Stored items
※

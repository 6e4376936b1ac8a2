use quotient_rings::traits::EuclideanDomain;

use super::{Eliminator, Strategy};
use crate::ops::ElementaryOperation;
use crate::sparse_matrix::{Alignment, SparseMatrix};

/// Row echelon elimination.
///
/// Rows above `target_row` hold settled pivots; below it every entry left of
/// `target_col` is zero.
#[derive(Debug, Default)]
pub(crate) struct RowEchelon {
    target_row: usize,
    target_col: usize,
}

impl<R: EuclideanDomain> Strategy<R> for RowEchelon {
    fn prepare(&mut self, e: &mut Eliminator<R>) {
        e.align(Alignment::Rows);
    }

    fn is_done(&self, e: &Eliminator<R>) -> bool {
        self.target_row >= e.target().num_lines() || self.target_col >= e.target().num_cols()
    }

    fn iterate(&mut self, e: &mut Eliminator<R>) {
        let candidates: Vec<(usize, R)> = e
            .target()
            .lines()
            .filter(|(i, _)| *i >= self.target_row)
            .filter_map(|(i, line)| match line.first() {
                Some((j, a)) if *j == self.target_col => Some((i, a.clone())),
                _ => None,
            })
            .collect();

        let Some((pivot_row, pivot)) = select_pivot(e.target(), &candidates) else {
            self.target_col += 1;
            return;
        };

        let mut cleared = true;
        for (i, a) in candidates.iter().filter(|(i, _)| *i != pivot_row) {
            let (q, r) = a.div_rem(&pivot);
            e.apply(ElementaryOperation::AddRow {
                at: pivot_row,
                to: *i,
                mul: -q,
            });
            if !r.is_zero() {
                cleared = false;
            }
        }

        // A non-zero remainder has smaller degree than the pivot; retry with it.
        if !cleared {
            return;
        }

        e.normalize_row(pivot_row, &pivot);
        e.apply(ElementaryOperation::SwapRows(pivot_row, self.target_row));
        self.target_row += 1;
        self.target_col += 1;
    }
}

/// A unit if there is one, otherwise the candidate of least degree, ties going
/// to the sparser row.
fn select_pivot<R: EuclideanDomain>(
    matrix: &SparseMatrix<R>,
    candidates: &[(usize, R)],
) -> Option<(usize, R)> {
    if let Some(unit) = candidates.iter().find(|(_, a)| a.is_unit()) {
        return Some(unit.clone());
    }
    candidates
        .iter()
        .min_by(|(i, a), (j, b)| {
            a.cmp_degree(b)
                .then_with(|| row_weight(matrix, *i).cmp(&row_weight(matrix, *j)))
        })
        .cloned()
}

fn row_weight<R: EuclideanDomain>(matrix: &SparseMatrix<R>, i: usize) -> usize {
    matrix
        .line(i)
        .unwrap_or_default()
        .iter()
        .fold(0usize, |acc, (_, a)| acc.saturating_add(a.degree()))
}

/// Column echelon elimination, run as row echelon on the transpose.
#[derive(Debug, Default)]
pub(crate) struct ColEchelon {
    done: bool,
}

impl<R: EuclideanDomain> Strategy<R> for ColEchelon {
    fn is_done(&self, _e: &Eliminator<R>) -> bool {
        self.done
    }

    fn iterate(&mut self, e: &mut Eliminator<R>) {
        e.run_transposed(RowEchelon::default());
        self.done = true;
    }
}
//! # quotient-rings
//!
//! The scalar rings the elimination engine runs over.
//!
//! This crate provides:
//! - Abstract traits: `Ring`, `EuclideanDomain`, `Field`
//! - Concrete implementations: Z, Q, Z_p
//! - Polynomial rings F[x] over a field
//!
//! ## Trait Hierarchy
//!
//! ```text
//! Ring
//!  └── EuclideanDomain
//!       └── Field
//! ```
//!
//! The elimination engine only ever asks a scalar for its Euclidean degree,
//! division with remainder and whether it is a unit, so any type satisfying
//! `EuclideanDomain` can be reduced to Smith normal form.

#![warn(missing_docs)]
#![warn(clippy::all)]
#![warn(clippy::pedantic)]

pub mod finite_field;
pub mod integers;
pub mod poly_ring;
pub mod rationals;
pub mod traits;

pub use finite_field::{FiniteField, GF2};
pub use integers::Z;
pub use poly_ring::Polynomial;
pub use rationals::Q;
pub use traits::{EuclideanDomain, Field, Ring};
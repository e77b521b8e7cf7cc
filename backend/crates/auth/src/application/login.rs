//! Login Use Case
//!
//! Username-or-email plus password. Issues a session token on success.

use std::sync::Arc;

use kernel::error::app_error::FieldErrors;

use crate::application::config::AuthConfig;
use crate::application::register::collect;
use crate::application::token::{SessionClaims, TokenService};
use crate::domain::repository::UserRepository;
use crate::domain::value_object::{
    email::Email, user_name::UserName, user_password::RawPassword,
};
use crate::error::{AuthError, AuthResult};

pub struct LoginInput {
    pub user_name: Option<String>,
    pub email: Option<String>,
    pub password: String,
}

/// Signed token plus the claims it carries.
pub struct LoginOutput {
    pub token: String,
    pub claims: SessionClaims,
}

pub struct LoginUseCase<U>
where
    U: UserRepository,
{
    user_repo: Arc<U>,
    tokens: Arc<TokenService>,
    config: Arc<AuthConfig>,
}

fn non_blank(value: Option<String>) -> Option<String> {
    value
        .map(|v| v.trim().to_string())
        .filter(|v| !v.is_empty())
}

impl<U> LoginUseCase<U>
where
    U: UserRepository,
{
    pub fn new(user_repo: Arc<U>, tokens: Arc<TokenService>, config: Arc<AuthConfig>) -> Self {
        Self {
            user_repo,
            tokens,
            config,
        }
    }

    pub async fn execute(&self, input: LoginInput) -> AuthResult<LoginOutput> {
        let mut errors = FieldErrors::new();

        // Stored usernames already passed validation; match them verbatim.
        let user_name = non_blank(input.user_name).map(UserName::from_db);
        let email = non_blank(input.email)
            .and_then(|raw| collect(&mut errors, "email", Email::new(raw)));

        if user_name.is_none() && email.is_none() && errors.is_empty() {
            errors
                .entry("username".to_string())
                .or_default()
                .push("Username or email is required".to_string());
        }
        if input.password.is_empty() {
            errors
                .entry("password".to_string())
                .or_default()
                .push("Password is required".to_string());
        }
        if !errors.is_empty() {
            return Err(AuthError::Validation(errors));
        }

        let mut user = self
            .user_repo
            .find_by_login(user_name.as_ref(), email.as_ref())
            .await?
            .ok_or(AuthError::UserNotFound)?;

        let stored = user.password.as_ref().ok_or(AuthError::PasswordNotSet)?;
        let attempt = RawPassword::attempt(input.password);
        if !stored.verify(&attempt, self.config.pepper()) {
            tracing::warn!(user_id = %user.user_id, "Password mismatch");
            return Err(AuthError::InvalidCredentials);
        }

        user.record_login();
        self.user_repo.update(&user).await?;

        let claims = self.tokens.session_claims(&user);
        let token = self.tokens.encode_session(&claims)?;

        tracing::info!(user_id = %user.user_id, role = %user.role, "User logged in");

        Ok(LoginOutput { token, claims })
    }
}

※

Print the lines above from the one with "any type satisfying" through the one with "pub use integers::Z;", both included, exactly as written and nothing more.

Solved problem
//! division with remainder and whether it is a unit, so any type satisfying
//! `EuclideanDomain` can be reduced to Smith normal form.

#![warn(missing_docs)]
#![warn(clippy::all)]
#![warn(clippy::pedantic)]

pub mod finite_field;
pub mod integers;
pub mod poly_ring;
pub mod rationals;
pub mod traits;

pub use finite_field::{FiniteField, GF2};
pub use integers::Z;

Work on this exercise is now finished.